#### Work to complete:
Reproduce exactly, and only, the lines below from the one containing "user-facing error notification." through the one containing "pub struct EmbedResult".

++++++++++++++++++++

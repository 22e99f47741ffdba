//! Error types.

/// Failure of an asynchronous embed resolution.
#[derive(Debug, Clone, PartialEq, Eq, thiserror::Error)]
pub enum ResolveError {
    #[error("embed provider rejected {url}: {reason}")]
    Rejected { url: String, reason: String },
    #[error("embed provider unavailable: {0}")]
    Unavailable(String),
    #[error("embed provider failed without a reason")]
    Unknown,
}

impl ResolveError {
    /// Text suitable for a user-facing error notification.
    pub fn notification(&self) -> String {
        match self {
            ResolveError::Rejected { reason, .. } => {
                format!("Media embed handler error: {reason}")
            }
            ResolveError::Unavailable(reason) => format!("Media embed handler error: {reason}"),
            ResolveError::Unknown => "Media embed handler threw unknown error.".to_string(),
        }
    }
}

/// Error loading engine options.
#[derive(Debug, thiserror::Error)]
pub enum ConfigError {
    #[error("io error: {0}")]
    Io(#[from] std::io::Error),
    #[error("invalid options: {0}")]
    Toml(#[from] toml::de::Error),
}

#[cfg(test)]
mod tests {
    use super::*;

    #[test]
    fn test_notification_with_reason() {
        let err = ResolveError::Rejected {
            url: "https://a.test".into(),
            reason: "not found".into(),
        };
        assert_eq!(err.notification(), "Media embed handler error: not found");
    }

    #[test]
    fn test_notification_without_reason() {
        assert_eq!(
            ResolveError::Unknown.notification(),
            "Media embed handler threw unknown error."
        );
    }
}
//! Resolution outcome types.

use serde::{Deserialize, Serialize};

/// The outcome of resolving a media record into insertable markup.
#[derive(Debug, Clone, PartialEq, Eq, Serialize, Deserialize)]
pub struct EmbedResult {
    /// The URL the markup was resolved for.
    pub url: String,
    /// Markup to insert. Empty when there was nothing to embed.
    pub html: String,
}

impl EmbedResult {
    pub fn new(url: impl Into<String>, html: impl Into<String>) -> Self {
        Self {
            url: url.into(),
            html: html.into(),
        }
    }

    /// Check if the result carries a usable URL.
    pub fn has_url(&self) -> bool {
        !self.url.trim().is_empty()
    }
}

/// A provider response, as stored in the embed cache.
#[derive(Debug, Clone, Default, PartialEq, Eq, Serialize, Deserialize)]
pub struct EmbedResponse {
    #[serde(default, skip_serializing_if = "Option::is_none")]
    pub html: Option<String>,
}

impl EmbedResponse {
    pub fn html(html: impl Into<String>) -> Self {
        Self {
            html: Some(html.into()),
        }
    }

    /// The markup, treating an empty string as absent.
    pub fn markup(&self) -> Option<&str> {
        self.html.as_deref().filter(|h| !h.is_empty())
    }
}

++++++++++++++++++++

#### Solution to the problem:
    /// Text suitable for a user-facing error notification.
    pub fn notification(&self) -> String {
        match self {
            ResolveError::Rejected { reason, .. } => {
                format!("Media embed handler error: {reason}")
            }
            ResolveError::Unavailable(reason) => format!("Media embed handler error: {reason}"),
            ResolveError::Unknown => "Media embed handler threw unknown error.".to_string(),
        }
    }
}

/// Error loading engine options.
#[derive(Debug, thiserror::Error)]
pub enum ConfigError {
    #[error("io error: {0}")]
    Io(#[from] std::io::Error),
    #[error("invalid options: {0}")]
    Toml(#[from] toml::de::Error),
}

#[cfg(test)]
mod tests {
    use super::*;

    #[test]
    fn test_notification_with_reason() {
        let err = ResolveError::Rejected {
            url: "https://a.test".into(),
            reason: "not found".into(),
        };
        assert_eq!(err.notification(), "Media embed handler error: not found");
    }

    #[test]
    fn test_notification_without_reason() {
        assert_eq!(
            ResolveError::Unknown.notification(),
            "Media embed handler threw unknown error."
        );
    }
}
//! Resolution outcome types.

use serde::{Deserialize, Serialize};

/// The outcome of resolving a media record into insertable markup.
#[derive(Debug, Clone, PartialEq, Eq, Serialize, Deserialize)]
pub struct EmbedResult {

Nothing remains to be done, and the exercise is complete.